As the chapter’s working synthesis, we propose that: the anticipatory, recurrent structure of social interaction favors the modeling of minds — not by switching it on wherever social life exists, but by rewarding it wherever cheaper predictors such as habit, convention, and cached policy run out, which in turn predicts that decoupled mentalizing should be graded across species rather than all-or-none; perspective-taking into others, projection into one’s own past and future, and the construction of imagined scenes draw on largely shared constructive machinery, whether or not it is strictly one system; cognitive and affective empathy are interacting but partly separable routes into another’s state, not one with a feeling switched on or off; the self–other distinction is part of the mentalizing machinery rather than separate from it; and the narrative self is built by the same inferential apparatus applied to one’s own behavior, while the embodied self is grounded in privileged bodily and motor signals.

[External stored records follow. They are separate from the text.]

use chrono::{DateTime, Duration, Utc};
use serde::Serialize;
use std::collections::{BTreeMap, VecDeque};
use uuid::Uuid;

use crate::cause::Cause;
use crate::registry::JobId;

/// Represents the status of a scheduled build
#[derive(Debug, Clone, Copy, Serialize, PartialEq, Eq)]
#[serde(rename_all = "lowercase")]
pub enum BuildStatus {
    /// Waiting for its quiet period to end
    Pending,
    Queued,
}

/// A build handed to the scheduler, with the cause that triggered it
#[derive(Debug, Clone, Serialize)]
pub struct Build {
    pub id: String,
    pub job: JobId,
    pub short_description: String,
    pub cause: Cause,
    pub parameters: BTreeMap<String, String>,
    pub scheduled_at: DateTime<Utc>,
    pub not_before: DateTime<Utc>,
}

impl Build {
    pub fn new(
        job: JobId,
        quiet_period_secs: u64,
        cause: Cause,
        parameters: BTreeMap<String, String>,
    ) -> Self {
        let scheduled_at = Utc::now();
        let not_before = i64::try_from(quiet_period_secs)
            .ok()
            .and_then(Duration::try_seconds)
            .and_then(|quiet_period| scheduled_at.checked_add_signed(quiet_period))
            .unwrap_or(DateTime::<Utc>::MAX_UTC);
        Self {
            id: Uuid::now_v7().to_string(),
            job,
            short_description: cause.short_description(),
            cause,
            parameters,
            scheduled_at,
            not_before,
        }
    }

    pub fn status_at(&self, now: DateTime<Utc>) -> BuildStatus {
        if now < self.not_before {
            BuildStatus::Pending
        } else {
            BuildStatus::Queued
        }
    }
}

/// Bounded in-memory history of scheduled builds, oldest evicted first
#[derive(Debug)]
pub struct BuildStore {
    builds: VecDeque<Build>,
    max_builds: usize,
}

impl BuildStore {
    pub fn new(max_builds: usize) -> Self {
        Self {
            builds: VecDeque::new(),
            max_builds: max_builds.max(1),
        }
    }

    pub fn add_build(&mut self, build: Build) {
        while self.builds.len() >= self.max_builds {
            self.builds.pop_front();
        }
        self.builds.push_back(build);
    }

    pub fn get_build(&self, id: &str) -> Option<&Build> {
        self.builds.iter().find(|b| b.id == id)
    }

    /// Most recent first
    pub fn get_recent_builds(&self, limit: usize) -> Vec<Build> {
        self.builds.iter().rev().take(limit).cloned().collect()
    }

    pub fn get_builds_by_job(&self, job: &str, limit: usize) -> Vec<Build> {
        self.builds
            .iter()
            .rev()
            .filter(|b| b.job.as_str() == job)
            .take(limit)
            .cloned()
            .collect()
    }

    pub fn len(&self) -> usize {
        self.builds.len()
    }

    pub fn is_empty(&self) -> bool {
        self.builds.is_empty()
    }
}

We remain genuinely unsure about: whether mental-state reasoning depends on dedicated, belief-specific machinery or is a special case of a domain-general simulator, with real evidence on both sides; what the infant looking-time measures actually show, given serious replication difficulties; whether there are one or two distinct mentalizing systems; whether any nonhuman animal represents false beliefs as opposed to reading goals and learned regularities; how to draw the functional boundaries within the temporoparietal junction; how much of the convergence across self-projective tasks reflects shared computation versus adjacent, separable subnetworks; how often ordinary self-explanation is reconstructed rather than reported, which the confabulation paradigms cannot by themselves establish; and how literally to take the claim that the self is a model of the same kind we build of others.
The first list is secure. The second is the chapter’s argument, well-motivated but not proven, and labeled as such. The third marks where the questions this chapter raises are the questions the field is still working to answer — the right note on which to end a book that has tried, throughout, to keep the levels connected and the uncertainties visible.